ENTRIES PROVIDED

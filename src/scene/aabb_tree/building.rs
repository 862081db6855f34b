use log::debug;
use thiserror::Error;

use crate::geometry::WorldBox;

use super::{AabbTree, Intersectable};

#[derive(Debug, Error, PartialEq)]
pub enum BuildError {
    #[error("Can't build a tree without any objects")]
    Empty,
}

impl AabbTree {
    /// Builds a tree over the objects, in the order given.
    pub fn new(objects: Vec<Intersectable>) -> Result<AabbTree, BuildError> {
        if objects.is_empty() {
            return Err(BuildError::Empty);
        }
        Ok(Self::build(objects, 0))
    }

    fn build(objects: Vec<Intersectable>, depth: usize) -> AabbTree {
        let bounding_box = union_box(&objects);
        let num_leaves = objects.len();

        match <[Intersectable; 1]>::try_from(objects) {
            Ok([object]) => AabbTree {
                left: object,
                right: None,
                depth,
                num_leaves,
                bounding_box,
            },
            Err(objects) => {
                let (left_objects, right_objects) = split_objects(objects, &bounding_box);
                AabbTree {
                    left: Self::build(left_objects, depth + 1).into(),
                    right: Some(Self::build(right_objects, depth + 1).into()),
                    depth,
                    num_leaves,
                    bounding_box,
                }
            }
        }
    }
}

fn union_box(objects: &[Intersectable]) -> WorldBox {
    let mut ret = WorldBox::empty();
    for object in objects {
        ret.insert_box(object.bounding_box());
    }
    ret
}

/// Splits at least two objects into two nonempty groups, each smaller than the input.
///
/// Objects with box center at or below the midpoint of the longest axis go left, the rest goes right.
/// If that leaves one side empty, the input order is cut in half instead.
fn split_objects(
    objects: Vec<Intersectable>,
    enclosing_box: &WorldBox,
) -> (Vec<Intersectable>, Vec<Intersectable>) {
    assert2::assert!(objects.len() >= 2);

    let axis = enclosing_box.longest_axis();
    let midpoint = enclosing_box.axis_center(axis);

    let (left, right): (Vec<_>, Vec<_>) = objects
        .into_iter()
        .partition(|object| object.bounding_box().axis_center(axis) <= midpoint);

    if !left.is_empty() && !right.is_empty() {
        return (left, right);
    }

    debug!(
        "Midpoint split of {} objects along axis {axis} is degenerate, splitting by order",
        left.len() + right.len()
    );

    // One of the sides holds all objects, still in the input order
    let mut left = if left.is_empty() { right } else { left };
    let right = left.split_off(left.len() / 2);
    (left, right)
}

WHAT TO DO
The records above are to be transcribed exactly and completely.

EXERCISE OUTPUT
filename src/scene/aabb_tree/building.rs
repository 862081db6855f34b
use log::debug;
use thiserror::Error;

use crate::geometry::WorldBox;

use super::{AabbTree, Intersectable};

#[derive(Debug, Error, PartialEq)]
pub enum BuildError {
    #[error("Can't build a tree without any objects")]
    Empty,
}

impl AabbTree {
    /// Builds a tree over the objects, in the order given.
    pub fn new(objects: Vec<Intersectable>) -> Result<AabbTree, BuildError> {
        if objects.is_empty() {
            return Err(BuildError::Empty);
        }
        Ok(Self::build(objects, 0))
    }

    fn build(objects: Vec<Intersectable>, depth: usize) -> AabbTree {
        let bounding_box = union_box(&objects);
        let num_leaves = objects.len();

        match <[Intersectable; 1]>::try_from(objects) {
            Ok([object]) => AabbTree {
                left: object,
                right: None,
                depth,
                num_leaves,
                bounding_box,
            },
            Err(objects) => {
                let (left_objects, right_objects) = split_objects(objects, &bounding_box);
                AabbTree {
                    left: Self::build(left_objects, depth + 1).into(),
                    right: Some(Self::build(right_objects, depth + 1).into()),
                    depth,
                    num_leaves,
                    bounding_box,
                }
            }
        }
    }
}

fn union_box(objects: &[Intersectable]) -> WorldBox {
    let mut ret = WorldBox::empty();
    for object in objects {
        ret.insert_box(object.bounding_box());
    }
    ret
}

/// Splits at least two objects into two nonempty groups, each smaller than the input.
///
/// Objects with box center at or below the midpoint of the longest axis go left, the rest goes right.
/// If that leaves one side empty, the input order is cut in half instead.
fn split_objects(
    objects: Vec<Intersectable>,
    enclosing_box: &WorldBox,
) -> (Vec<Intersectable>, Vec<Intersectable>) {
    assert2::assert!(objects.len() >= 2);

    let axis = enclosing_box.longest_axis();
    let midpoint = enclosing_box.axis_center(axis);

    let (left, right): (Vec<_>, Vec<_>) = objects
        .into_iter()
        .partition(|object| object.bounding_box().axis_center(axis) <= midpoint);

    if !left.is_empty() && !right.is_empty() {
        return (left, right);
    }

    debug!(
        "Midpoint split of {} objects along axis {axis} is degenerate, splitting by order",
        left.len() + right.len()
    );

    // One of the sides holds all objects, still in the input order
    let mut left = if left.is_empty() { right } else { left };
    let right = left.split_off(left.len() / 2);
    (left, right)
}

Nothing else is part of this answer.